Upon the remaining proposition there is testimony raising an issue that appellant knew of all the acts set out in its pleading done by appellee and that it either expressly or impliedly consented thereto or condoned and ratified each of them. Obviously appellant cannot complain of the employment of appellee in work to which it either expressly or impliedly consented, nor to alleged acts of dishonesty of which it had knowledge and condoned. Some testimony of alleged dishonesty appears in the record pertaining to matters having no relation or connection with the work of appellee under his contract, and which, therefore, could not be made the basis of a peremptory instruction.

The court submitted the following special issues:

"Special Issue No. 1.

"Do you find by a preponderance of the evidence that the plaintiff, Clarence C. Martin, failed to diligently work for the best interest of his employers, see Elliott-Greer Office Supply Company, in compliance with his contract? Answer yes or no.

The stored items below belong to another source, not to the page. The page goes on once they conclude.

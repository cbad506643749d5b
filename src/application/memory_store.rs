//! In-memory content store used by the application-layer tests.

use std::cell::Cell;

use crate::domain::{
    total_pages, AppError, ContentKind, ContentQuery, ContentQueryService, Identity,
    IdentityResolver, MetaStore, QueryResult, Record, Result,
};

#[derive(Debug, Default)]
pub struct MemoryStore {
    records: Vec<(Record, Vec<(String, String)>)>,
    users: Vec<(String, Identity)>,
    queries: Cell<usize>,
    fail_queries: bool,
}

impl MemoryStore {
    pub fn new() -> Self {
        Self::default()
    }

    /// Adds a record and returns its id.
    pub fn add_record(
        &mut self,
        kind: ContentKind,
        title: &str,
        content: &str,
        meta: &[(&str, &str)],
    ) -> u64 {
        let id = self.records.len() as u64 + 1;
        let record = Record {
            id,
            kind,
            title: title.to_string(),
            content: content.to_string(),
        };
        let meta = meta
            .iter()
            .map(|(k, v)| ((*k).to_string(), (*v).to_string()))
            .collect();
        self.records.push((record, meta));
        id
    }

    pub fn add_user(&mut self, email: &str, login: &str, display_alias: &str) {
        self.users.push((
            email.to_string(),
            Identity {
                login: login.to_string(),
                display_alias: display_alias.to_string(),
            },
        ));
    }

    /// Makes every subsequent query fail.
    pub fn failing(mut self) -> Self {
        self.fail_queries = true;
        self
    }

    /// Number of queries executed so far.
    pub fn query_count(&self) -> usize {
        self.queries.get()
    }

    fn meta_values(&self, record_id: u64, key: &str) -> Vec<String> {
        self.records
            .iter()
            .filter(|(r, _)| r.id == record_id)
            .flat_map(|(_, meta)| meta.iter())
            .filter(|(k, _)| k == key)
            .map(|(_, v)| v.clone())
            .collect()
    }
}

impl ContentQueryService for MemoryStore {
    fn query(&self, query: &ContentQuery) -> Result<QueryResult> {
        self.queries.set(self.queries.get() + 1);
        if self.fail_queries {
            return Err(AppError::InvalidData {
                message: "content store unavailable".into(),
            });
        }

        let mut matching: Vec<&Record> = self
            .records
            .iter()
            .map(|(record, _)| record)
            .filter(|r| r.kind == query.kind)
            .filter(|r| query.filter.matches(&|key: &str| self.meta_values(r.id, key)))
            .collect();

        matching.sort_by_key(|r| r.id);

        let total = matching.len() as u64;
        let records = matching
            .into_iter()
            .skip(usize::try_from(query.offset()).unwrap_or(usize::MAX))
            .take(query.page_size as usize)
            .cloned()
            .collect();

        Ok(QueryResult {
            records,
            total_pages: total_pages(total, query.page_size),
        })
    }
}

impl MetaStore for MemoryStore {
    fn get_meta(&self, record_id: u64, key: &str) -> Result<Option<String>> {
        Ok(self.meta_values(record_id, key).into_iter().next())
    }
}

impl IdentityResolver for MemoryStore {
    fn find_by_email(&self, email: &str) -> Result<Option<Identity>> {
        Ok(self
            .users
            .iter()
            .find(|(e, _)| e.eq_ignore_ascii_case(email))
            .map(|(_, identity)| identity.clone()))
    }
}
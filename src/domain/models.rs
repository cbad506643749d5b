//! Domain models for personal-data export.
//!
//! These models describe the WordCamp content records a data subject may own
//! and the shape of the export pages handed back to the privacy orchestrator.

use chrono::{DateTime, Utc};
use serde::{Deserialize, Serialize};

/// The content post types that carry personal data.
#[derive(Debug, Clone, Copy, PartialEq, Eq, PartialOrd, Ord, Hash, Serialize, Deserialize)]
pub enum ContentKind {
    /// Session speakers (`wcb_speaker`).
    #[serde(rename = "wcb_speaker")]
    Speaker,
    /// Event sponsors (`wcb_sponsor`).
    #[serde(rename = "wcb_sponsor")]
    Sponsor,
    /// Event organizers (`wcb_organizer`).
    #[serde(rename = "wcb_organizer")]
    Organizer,
}

impl ContentKind {
    /// All kinds, in registration order.
    pub const ALL: [Self; 3] = [Self::Speaker, Self::Sponsor, Self::Organizer];

    /// Post type identifier, also used as exporter id and export group id.
    #[must_use]
    pub const fn id(self) -> &'static str {
        match self {
            Self::Speaker => "wcb_speaker",
            Self::Sponsor => "wcb_sponsor",
            Self::Organizer => "wcb_organizer",
        }
    }

    /// Name shown for the registered exporter and eraser.
    #[must_use]
    pub const fn friendly_name(self) -> &'static str {
        match self {
            Self::Speaker => "WordCamp Speaker Data",
            Self::Sponsor => "WordCamp Sponsor Data",
            Self::Organizer => "WordCamp Organizer Data",
        }
    }

    /// Label of the export group items of this kind belong to.
    #[must_use]
    pub const fn group_label(self) -> &'static str {
        match self {
            Self::Speaker => "WordCamp Speakers",
            Self::Sponsor => "WordCamp Sponsors",
            Self::Organizer => "WordCamp Organizers",
        }
    }
}

impl std::fmt::Display for ContentKind {
    fn fmt(&self, f: &mut std::fmt::Formatter<'_>) -> std::fmt::Result {
        f.write_str(self.id())
    }
}

impl std::str::FromStr for ContentKind {
    type Err = String;

    fn from_str(s: &str) -> Result<Self, Self::Err> {
        match s.to_lowercase().as_str() {
            "wcb_speaker" | "speaker" => Ok(Self::Speaker),
            "wcb_sponsor" | "sponsor" => Ok(Self::Sponsor),
            "wcb_organizer" | "organizer" => Ok(Self::Organizer),
            _ => Err(format!(
                "Unknown content kind: {s}. Use: wcb_speaker, wcb_sponsor, wcb_organizer"
            )),
        }
    }
}

/// Fields stored on the record itself rather than in its metadata.
#[derive(Debug, Clone, Copy, PartialEq, Eq)]
pub enum CoreField {
    Title,
    Content,
}

/// Where a field-map key is read from.
#[derive(Debug, Clone, Copy, PartialEq, Eq)]
pub enum FieldSource<'a> {
    Core(CoreField),
    Meta(&'a str),
}

impl<'a> FieldSource<'a> {
    /// Classifies a field-map key.
    #[must_use]
    pub fn of(key: &'a str) -> Self {
        match key {
            "post_title" => Self::Core(CoreField::Title),
            "post_content" => Self::Core(CoreField::Content),
            other => Self::Meta(other),
        }
    }
}

/// Ordered mapping of internal field key to display label.
#[derive(Debug, Clone, Copy, PartialEq, Eq)]
pub struct FieldMap {
    entries: &'static [(&'static str, &'static str)],
}

impl FieldMap {
    #[must_use]
    pub const fn new(entries: &'static [(&'static str, &'static str)]) -> Self {
        Self { entries }
    }

    /// Iterates `(key, label)` pairs in declared order.
    pub fn iter(&self) -> impl Iterator<Item = (&'static str, &'static str)> + '_ {
        self.entries.iter().copied()
    }

    #[must_use]
    pub const fn len(&self) -> usize {
        self.entries.len()
    }
}

/// A content item as returned by the content-query service.
#[derive(Debug, Clone, PartialEq, Eq, Serialize, Deserialize)]
pub struct Record {
    /// Store-assigned identifier.
    pub id: u64,
    /// Post type of the record.
    pub kind: ContentKind,
    /// Core `post_title` field.
    #[serde(default)]
    pub title: String,
    /// Core `post_content` field.
    #[serde(default)]
    pub content: String,
}

impl Record {
    /// Reads a core field.
    #[must_use]
    pub fn core_field(&self, field: CoreField) -> &str {
        match field {
            CoreField::Title => &self.title,
            CoreField::Content => &self.content,
        }
    }
}

/// A user account resolved from an email address.
#[derive(Debug, Clone, PartialEq, Eq, Serialize, Deserialize)]
pub struct Identity {
    /// Account login name.
    pub login: String,
    /// URL-safe "nice" name of the account.
    pub display_alias: String,
}

/// One exported `{name, value}` pair.
#[derive(Debug, Clone, PartialEq, Eq, Serialize, Deserialize)]
pub struct ExportField {
    pub name: String,
    pub value: String,
}

/// Personal data exported from one record.
#[derive(Debug, Clone, PartialEq, Eq, Serialize, Deserialize)]
pub struct ExportItem {
    pub group_id: String,
    pub group_label: String,
    pub item_id: String,
    pub data: Vec<ExportField>,
}

/// Result of one exporter invocation.
#[derive(Debug, Clone, PartialEq, Eq, Default, Serialize, Deserialize)]
pub struct ExportPage {
    /// Items found on this page.
    pub data: Vec<ExportItem>,
    /// Whether the last page has been reached.
    pub done: bool,
}

impl ExportPage {
    /// A final page with no items.
    #[must_use]
    pub const fn empty() -> Self {
        Self {
            data: Vec::new(),
            done: true,
        }
    }
}

/// Result of one eraser invocation.
#[derive(Debug, Clone, PartialEq, Eq, Serialize, Deserialize)]
#[serde(tag = "outcome", rename_all = "snake_case")]
pub enum EraseOutcome {
    /// No erasure behavior is defined for this kind.
    NotImplemented { kind: ContentKind },
}

impl EraseOutcome {
    #[must_use]
    pub const fn items_removed(&self) -> bool {
        match self {
            Self::NotImplemented { .. } => false,
        }
    }

    /// Erasers never page; every outcome is final.
    #[must_use]
    pub const fn done(&self) -> bool {
        true
    }

    /// Human-readable explanation for the request log.
    #[must_use]
    pub fn message(&self) -> String {
        match self {
            Self::NotImplemented { kind } => format!(
                "Erasure of {} is not implemented; no data was removed.",
                kind.friendly_name()
            ),
        }
    }
}

/// Everything one exporter produced across all of its pages.
#[derive(Debug, Clone, Serialize)]
pub struct ExportGroup {
    pub exporter_id: String,
    pub friendly_name: String,
    pub pages: u32,
    pub items: Vec<ExportItem>,
}

/// A complete export request for one email address.
#[derive(Debug, Clone, Serialize)]
pub struct ExportReport {
    pub email: String,
    pub generated_at: DateTime<Utc>,
    pub groups: Vec<ExportGroup>,
}

impl ExportReport {
    /// Total items across all groups.
    #[must_use]
    pub fn item_count(&self) -> usize {
        self.groups.iter().map(|g| g.items.len()).sum()
    }
}

/// Outcome of one eraser for an erase request.
#[derive(Debug, Clone, Serialize)]
pub struct EraseResult {
    pub eraser_id: String,
    pub friendly_name: String,
    #[serde(flatten)]
    pub outcome: EraseOutcome,
}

"If your answer to the above question is in the affirmative, you need not answer any further, but if your answer is in the negative, then please answer Special Issue No. 2.

"Special Issue No. 2.

"What amount of money, if any, do you find from the preponderance of the evidence, that the plaintiff would have earned during the period from the date he was discharged by *1071 defendant, to October 30, 1931, had he been permitted to continue under the contract in evidence, over and above all his necessary expenses in performing his duties under said contract, and over and above any sum which he by the use of due diligence would have been able to make during said period, which he would not have been able to make had his employment under the contract been continued? Answer in dollars and cents."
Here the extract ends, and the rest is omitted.